** EXERCISE DESCRIPTION **
The stretch wanted below opens at the line containing "加 ±(√3/2)·R 的俯仰分量" and closes at the line containing "let heights = [stroke". Please return it exactly, with no other lines.

Stored items:

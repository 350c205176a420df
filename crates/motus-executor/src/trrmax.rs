//! TrRMax 拓扑：三舵机并联三脚架
//!
//! 三个摇臂沿 120° 分布，平台姿态由三个挂点的 z 高度唯一确定：
//! 行程整体抬升，滚转/俯仰按分布圆半径分解到各挂点。

use std::f32::consts::PI;
use std::sync::Arc;

use motus_actuator::{Actuator, Wait};
use motus_protocol::tcode::AXIS_COUNT;
use tracing::{info, warn};

use crate::runner::Executor;
use crate::settings::ServoSettings;

/// 挂点分布圆半径（mm）
const MOUNT_RADIUS: f32 = 40.0;
/// 摇臂行程：z = ARM_TRAVEL · sin(θ)
const ARM_TRAVEL: f32 = 80.0;
/// 行程半幅（mm）
const STROKE_RANGE: f32 = 50.0;
/// 滚转/俯仰半幅（度）
const TILT_RANGE: f32 = 45.0;

pub struct TrRMaxExecutor {
    servos: [Arc<dyn Actuator>; 3],
    cal: ServoSettings,
    duties: [f32; 3],
}

impl TrRMaxExecutor {
    /// 通道顺序：[A, B, C]，A/B 为前挂点对，C 为后挂点
    pub fn new(servos: [Arc<dyn Actuator>; 3], cal: ServoSettings) -> Self {
        let mut executor = Self {
            servos,
            cal,
            duties: [0.0; 3],
        };
        // 上电回中
        executor.compute(&[0.5; AXIS_COUNT]);
        info!("TrRMax executor ready");
        executor
    }
}

impl Executor for TrRMaxExecutor {
    fn compute(&mut self, axes: &[f32; AXIS_COUNT]) {
        let stroke = self.cal.l0.apply(axes[0], -STROKE_RANGE, STROKE_RANGE);
        let roll = self.cal.r1.apply(axes[4], -TILT_RANGE, TILT_RANGE).to_radians();
        let pitch = self.cal.r2.apply(axes[5], -TILT_RANGE, TILT_RANGE).to_radians();

        // 三个挂点的姿态分量：后挂点只受滚转，前挂点对受滚转一半
        // 加 ±(√3/2)·R 的俯仰分量
        let h_rear = -MOUNT_RADIUS * roll.sin();
        let tilt = (3.0f32.sqrt() / 2.0) * MOUNT_RADIUS * roll.cos() * pitch.sin();
        let h_front_a = (MOUNT_RADIUS / 2.0) * roll.sin() + tilt;
        let h_front_b = (MOUNT_RADIUS / 2.0) * roll.sin() - tilt;

        let heights = [stroke + h_front_a, stroke + h_front_b, stroke + h_rear];

        for (i, z) in heights.into_iter().enumerate() {
            let theta = (z / ARM_TRAVEL).clamp(-1.0, 1.0).asin();
            let theta_deg = theta * 180.0 / PI;
            // 零位脉宽 ±1000 µs 对应 ±90°
            let pulse_us = self.cal.zero[i] as f32 + theta_deg / 90.0 * 1000.0;
            self.duties[i] = ((pulse_us - 1500.0) / 1000.0).clamp(-1.0, 1.0);
        }
    }

    fn execute(&mut self) {
        for (servo, duty) in self.servos.iter().zip(self.duties) {
            servo.set_target(duty);
            if let Err(e) = servo.actuate(Wait::NonBlocking) {
                warn!("servo output failed: {e}");
            }
        }
    }
}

** SOLUTION FOR THIS EXERCISE **
        // 加 ±(√3/2)·R 的俯仰分量
        let h_rear = -MOUNT_RADIUS * roll.sin();
        let tilt = (3.0f32.sqrt() / 2.0) * MOUNT_RADIUS * roll.cos() * pitch.sin();
        let h_front_a = (MOUNT_RADIUS / 2.0) * roll.sin() + tilt;
        let h_front_b = (MOUNT_RADIUS / 2.0) * roll.sin() - tilt;

        let heights = [stroke + h_front_a, stroke + h_front_b, stroke + h_rear];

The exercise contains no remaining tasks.